When an MBDyn analysis is carried out on a model that includes joints, an additional output file with the extension "jnt" (jnt file) is generated. A jnt file contains data of joint reaction forces and some extra data depending on the type of joint. In this chapter we discuss how to handle joint output data using the jnt file obtained by the MBDyn analysis of Problem 4 in the previous chapter.

### Format of jnt file

Figure 1 shows the data in the jnt file "double_rigid_pendulum_2.jnt" obtained by the MBDyn analysis of Problem 4.

Figure 1: Data of "double_rigid_pendulum_2.jnt" displayed with spreadsheet software

In general, data in a jnt file consist of two parts: the standard part that is common to all joints and the extra part that depends on the type of joint. The standard part is the first 13 columns and is formatted as follows.

• Column 1: Joint label
• Column 2-4: Components of the reaction force in a local frame
• Column 5-7: Components of the reaction couple (torque) in a local frame
• Column 8-10: Components of the reaction force in the global frame
• Column 11-13: Components of the reaction couple (torque) in the global frame

In Figure 1, we can see that the data of joint "1" and joint "2" are written alternately row by row. In fact, when there are two joints, at each time step there is an output of two rows corresponding to the two joints. Generally, when there are N joints, at each time step there is an output of N rows corresponding to the N joints.

Since the format of a jnt file is similar to the format of a mov file we saw in Chapter 11, we can use the MATLAB function "MBDynLoad" introduced in Chapter 11 to process jnt files as well.

### Reaction force of revolute pin

Let's import the jnt file "double_rigid_pendulum_2.jnt" in MATLAB and plot the reaction force of the revolute pin.

First, we import the data of "double_rigid_pendulum_2.jnt" using the function "MBDynLoad."

[LABEL,DATA] = MBDynLoad('double_rigid_pendulum_2.jnt');


Next, noting that the label of the revolute pin is "1," we make data vectors of the components of the reaction force of the revolute pin as follows.

f1x = DATA(:,2,LABEL==1);
f1y = DATA(:,3,LABEL==1);
f1z = DATA(:,4,LABEL==1);

F1x = DATA(:,8,LABEL==1);
F1y = DATA(:,9,LABEL==1);
F1z = DATA(:,10,LABEL==1);


Here, (f1x, f1y, f1z) is the representation of the reaction force in the local reference frame and (F1x, F1y, F1z) is the representation of the reaction force in the global reference frame. The local reference frame of the revolute pin is the reference frame defined by the hinge in the statement that defines the revolute pin and fixed to the Link1.

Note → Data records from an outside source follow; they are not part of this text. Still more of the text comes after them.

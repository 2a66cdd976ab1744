//! Window management system
//!
//! Handles window creation, fullscreen toggle, and title updates. The title
//! doubles as the angle readout: one degree label per plane of the active
//! shape.

use std::fmt::Write;
use std::sync::Arc;
use winit::{
    event_loop::ActiveEventLoop,
    window::{Fullscreen, Window},
};
use wire4d_core::{AngleState, RotationPlane};
use crate::config::WindowConfig;

/// Manages the application window
pub struct WindowSystem {
    window: Arc<Window>,
    base_title: String,
}

impl WindowSystem {
    /// Create window from config
    ///
    /// The window is not resizable; its inner area is the canvas.
    pub fn create(
        event_loop: &ActiveEventLoop,
        config: &WindowConfig,
    ) -> Result<Self, WindowError> {
        let mut attrs = Window::default_attributes()
            .with_title(&config.title)
            .with_resizable(false)
            .with_inner_size(winit::dpi::LogicalSize::new(
                config.width,
                config.height,
            ));

        if config.fullscreen {
            attrs = attrs.with_fullscreen(Some(Fullscreen::Borderless(None)));
        }

        let window = Arc::new(
            event_loop
                .create_window(attrs)
                .map_err(|e| WindowError::CreationFailed(e.to_string()))?,
        );

        Ok(Self {
            window,
            base_title: config.title.clone(),
        })
    }

    /// Get window reference (for RenderContext creation)
    pub fn window(&self) -> &Arc<Window> {
        &self.window
    }

    /// Toggle fullscreen mode
    pub fn toggle_fullscreen(&self) {
        let new_fullscreen = if self.window.fullscreen().is_some() {
            None
        } else {
            Some(Fullscreen::Borderless(None))
        };
        self.window.set_fullscreen(new_fullscreen);
    }

    /// Show the shape name and the current degree labels
    pub fn update_title(&self, shape_name: &str, planes: &[RotationPlane], angles: &AngleState) {
        let title = format_title(&self.base_title, shape_name, planes, angles);
        self.window.set_title(&title);
    }

    /// Request a redraw
    pub fn request_redraw(&self) {
        self.window.request_redraw();
    }
}

/// Build the window title for the given angles
///
/// Animated planes are marked with `*`.
pub fn format_title(
    base: &str,
    shape_name: &str,
    planes: &[RotationPlane],
    angles: &AngleState,
) -> String {
    let mut title = format!("{} - {} |", base, shape_name);
    for &plane in planes {
        let marker = if angles.is_animated(plane) { "*" } else { "" };
        let _ = write!(title, " {}{} {}°", plane, marker, angles.degrees(plane));
    }
    if !angles.running {
        title.push_str(" [paused]");
    }
    title
}

#[derive(Debug)]
pub enum WindowError {
    CreationFailed(String),
}

impl std::fmt::Display for WindowError {
    fn fmt(&self, f: &mut std::fmt::Formatter<'_>) -> std::fmt::Result {
        match self {
            WindowError::CreationFailed(msg) => write!(f, "Window creation failed: {}", msg),
        }
    }
}

impl std::error::Error for WindowError {}

#[cfg(test)]
mod tests {
    use super::*;

    const CUBE_PLANES: [RotationPlane; 3] =
        [RotationPlane::YZ, RotationPlane::XZ, RotationPlane::XY];

    #[test]
    fn test_title_lists_each_plane() {
        let mut angles = AngleState::new();
        angles.nudge(RotationPlane::XZ, 45);
        let title = format_title("wire4d", "cube", &CUBE_PLANES, &angles);
        assert_eq!(title, "wire4d - cube | YZ 0° XZ 45° XY 0°");
    }

    #[test]
    fn test_title_marks_animated_and_paused() {
        let angles = AngleState::new()
            .with_animated(&[RotationPlane::WX])
            .with_running(false);
        let title = format_title("wire4d", "tesseract", &RotationPlane::ALL, &angles);
        assert!(title.contains("WX* 0°"));
        assert!(title.contains("WZ 0°"));
        assert!(title.ends_with("[paused]"));
    }

    #[test]
    fn test_window_error_display() {
        let err = WindowError::CreationFailed("no display".to_string());
        assert_eq!(err.to_string(), "Window creation failed: no display");
    }
}
//! RON shape files
//!
//! A shape file lists vertices and face loops for either dimensionality:
//!
//! ```ron
//! (
//!     name: Some("prism"),
//!     vertices: [(x: 0.0, y: 0.5, z: -0.5), ...],
//!     faces: [[0, 1, 2], [0, 3]],
//! )
//! ```

use serde::{Deserialize, Serialize};
use std::fs;
use std::io;
use std::path::Path;

use wire4d_math::Vector;

use crate::shape::{Face, ShapeError, WireShape};

/// Serialized form of a [`WireShape`]
#[derive(Clone, Debug, Serialize, Deserialize)]
pub struct ShapeFile<V> {
    /// Display name (defaults to the file stem)
    #[serde(default)]
    pub name: Option<String>,
    pub vertices: Vec<V>,
    pub faces: Vec<Face>,
}

impl<V> ShapeFile<V>
where
    V: Vector + for<'de> Deserialize<'de>,
{
    /// Parse a shape file from RON text
    pub fn from_ron(contents: &str) -> Result<Self, ShapeLoadError> {
        Ok(ron::from_str(contents)?)
    }

    /// Validate into a shape, falling back to `default_name` when unnamed
    pub fn into_shape(self, default_name: &str) -> Result<WireShape<V>, ShapeLoadError> {
        let name = self.name.unwrap_or_else(|| default_name.to_string());
        Ok(WireShape::new(name, self.vertices, self.faces)?)
    }
}

/// Load and validate a shape from a RON file
pub fn load_shape<V, P>(path: P) -> Result<WireShape<V>, ShapeLoadError>
where
    V: Vector + for<'de> Deserialize<'de>,
    P: AsRef<Path>,
{
    let path = path.as_ref();
    let contents = fs::read_to_string(path)?;
    let file = ShapeFile::<V>::from_ron(&contents)?;
    let stem = path
        .file_stem()
        .and_then(|s| s.to_str())
        .unwrap_or("shape");
    let shape = file.into_shape(stem)?;
    log::info!(
        "Loaded shape '{}' from {}: {} vertices, {} faces",
        shape.name(),
        path.display(),
        shape.vertices().len(),
        shape.faces().len()
    );
    Ok(shape)
}

/// Error loading a shape file
#[derive(Debug)]
pub enum ShapeLoadError {
    /// IO error (file not found, permission denied, etc.)
    Io(io::Error),
    /// Parse error (invalid RON syntax or wrong vertex dimensionality)
    Parse(ron::error::SpannedError),
    /// The file parsed but its faces don't fit its vertices
    Invalid(ShapeError),
}

impl From<io::Error> for ShapeLoadError {
    fn from(e: io::Error) -> Self {
        ShapeLoadError::Io(e)
    }
}

impl From<ron::error::SpannedError> for ShapeLoadError {
    fn from(e: ron::error::SpannedError) -> Self {
        ShapeLoadError::Parse(e)
    }
}

impl From<ShapeError> for ShapeLoadError {
    fn from(e: ShapeError) -> Self {
        ShapeLoadError::Invalid(e)
    }
}

impl std::fmt::Display for ShapeLoadError {
    fn fmt(&self, f: &mut std::fmt::Formatter<'_>) -> std::fmt::Result {
        match self {
            ShapeLoadError::Io(e) => write!(f, "IO error: {}", e),
            ShapeLoadError::Parse(e) => write!(f, "Parse error: {}", e),
            ShapeLoadError::Invalid(e) => write!(f, "Invalid shape: {}", e),
        }
    }
}

impl std::error::Error for ShapeLoadError {
    fn source(&self) -> Option<&(dyn std::error::Error + 'static)> {
        match self {
            ShapeLoadError::Io(e) => Some(e),
            ShapeLoadError::Parse(e) => Some(e),
            ShapeLoadError::Invalid(e) => Some(e),
        }
    }
}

Meanwhile, the time data vector can be created as follows.

t = 1.e-3*[0:length(f1x)-1]';


Using these data vectors, we can plot the components of the reaction force of the revolute pin with respect to time as follows, for example. The resulting graph is shown in Figure 2.

figure(1)

subplot(2,1,1)
plot(t,f1x,t,f1y,'-.',t,f1z,'--')

subplot(2,1,2)
plot(t,F1x,t,F1y,'-.',t,F1z,'--')


Figure 2: Reaction force of the revolute pin

Next, let's examine the magnitude of the reaction force of the revolute pin. The magnitude of the reaction force is obtained by the square root of the sum of the squares of the components of the reaction force, and therefore we can create the data vector of the magnitude of the reaction force as follows.

f1 = sqrt(f1x.^2+f1y.^2+f1z.^2);


Then, we can plot the magnitude of the reaction force of the revolute pin as follows. The resulting graph is shown in Figure 3.

figure(2)
plot(t,f1)


In the above, the magnitude of the reaction force is obtained from the three components in the local reference frame, but since the magnitude of the reaction force does not depend on a reference frame, we can obtain the same result with the three components in the global reference frame.

Figure 3: Magnitude of the reaction force of the revolute pin

### Revolute pin/hinge extra data

A jnt file may include extra data depending on the type of joint in addition to the standard data in the first 13 columns. In the case of revolute pin/hinge, the following extra data is available.

• Column 14-16: Euler angles (in degrees) that describe the relative rotation; only the third component is relevant, the first two essentially indicate the accuracy of the rotation constraint
• Column 17-19: the relative angular velocity

Now, let's plot θ1 and θ2 using this extra data. This can be done with the script shown in Code 1 (in the case when initial angles θ1 and θ2 are both π/6(=30deg)). The graph drawn by this script is shown in Figure 4.

% plot_theta.m

clear; close all;

[LABEL,DATA] = MBDynLoad('double_rigid_pendulum_2.jnt');

a1z = DATA(:,16,LABEL==1);
a2z = DATA(:,16,LABEL==2);

t = 1.e-3*[0:length(a1z)-1]';

theta1 = 30-a1z;
theta2 = 30-a2z;

plot(t,theta1,t,theta2,'LineWidth',1.5)
grid on;
set(gca,'FontSize',14);
xlabel('Time','FontSize',14);
ylabel('Angle (deg)','FontSize',14);
title('Joint Angles');
legend('\theta_1','\theta_2',0);

Code 1: MATLAB script to plot θ1 and θ2

Figure 4: Variation of θ1 and θ2 with respect to time